While our study was performed in just one trust, the numbers of scans used in our trust are not particularly different from what is happening in many other trusts and the patient population in whom the scans are requested is also similar: fewer than half the scans were in patients with IBS-D.9 33 National figures suggest that >25 000 patients with IBS-D are seen as new patients in secondary care annually,10 yet SeHCAT usage in England, approximately 11 500 SeHCAT capsules sold in 2016 (data provided by the manufacturer, personal communication), suggests that this test remains significantly underused across the country. So it seems reasonable to suggest that early use of SeHCAT could equate to savings across all 135 non-specialist acute trusts, of the order of more than £13.5 million annually in England.

One limitation of this study is that we did not calculate the costs of treatments patients were prescribed before a positive diagnosis of BAM/BAD was made. However, given the average length of time patients waited before diagnosis, it is likely that the treatments they trialled would have significantly increased the costs in those diagnosed in tests performed second line or later.

A second limitation is that we do not know how many patients were treated in our trust with empirical bile acid sequestrants rather than undergoing a formal diagnostic test.
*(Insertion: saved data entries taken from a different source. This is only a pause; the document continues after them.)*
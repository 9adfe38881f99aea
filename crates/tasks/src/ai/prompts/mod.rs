//! Prompt templates rendered with Handlebars.

pub mod extract_tasks;

use handlebars::Handlebars;
use serde::Serialize;

use crate::errors::{TasksError, TasksResult};

/// A named prompt body with `{{placeholders}}`.
#[derive(Debug, Clone)]
pub struct PromptTemplate {
    pub name: &'static str,
    pub description: &'static str,
    body: &'static str,
}

impl PromptTemplate {
    pub fn new(name: &'static str, body: &'static str) -> Self {
        Self {
            name,
            description: "",
            body,
        }
    }

    pub fn with_description(mut self, description: &'static str) -> Self {
        self.description = description;
        self
    }

    /// Render the body with `context`.
    ///
    /// Values are inserted verbatim; user notes must reach the model unescaped.
    pub fn render<T: Serialize>(&self, context: &T) -> TasksResult<String> {
        let mut handlebars = Handlebars::new();
        handlebars.register_escape_fn(handlebars::no_escape);
        handlebars
            .render_template(self.body, context)
            .map_err(|e| TasksError::Ai(format!("Failed to render prompt '{}': {e}", self.name)))
    }
}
Formal testing is now the diagnostic approach recommended.8 This seems entirely reasonable as it has become clearer that empirical therapy does not always give clear-cut results,34 and this may contribute to the large group of patients with BAM/BAD who have had their diagnosis missed repeatedly, the so-called ‘revolving door’ effect where people with IBS-like symptoms have repeated referrals and investigations but do not respond to treatments offered.26

Conclusion

In our trust, SeHCAT scanning is underused. Late diagnosis of BAM/BAD is associated with markedly increased costs, unnecessary demands for other services and treatment delay for patients. It is likely that that our findings are applicable across the UK. More emphasis to ensure early diagnosis of BAM/BAD, a frequent, unpleasant and treatable condition would bring the unusual but highly desirable result of significant health benefits while substantially reducing healthcare costs.

Acknowledgments

None

Footnotes

Contributors: DCRF and DP helped develop the study concept, collected and analysed the data, wrote the first draft of the manuscript and approved the final version. LLW conceived and develop the study, identified the patients, contributed to the first draft of the manuscript and approved the final version. HJNA conceived and developed the study, contributed to all versions of the manuscript, edited the manuscript and is the study guarantor.

Funding: The authors have not declared a specific grant for this research from any funding agency in the public, commercial or not-for-profit sectors.

Competing interests: HJNA has received honoraria as a speaker and consultant for GE (manufacturer of SeHCAT) and Sanofi Aventis/Genzyme (manufacturers of colesevelam)

Patient consent: Not required.

Ethics approval: This study was approved by the audit committee for our trust.

Provenance and peer review: Not commissioned; externally peer reviewed.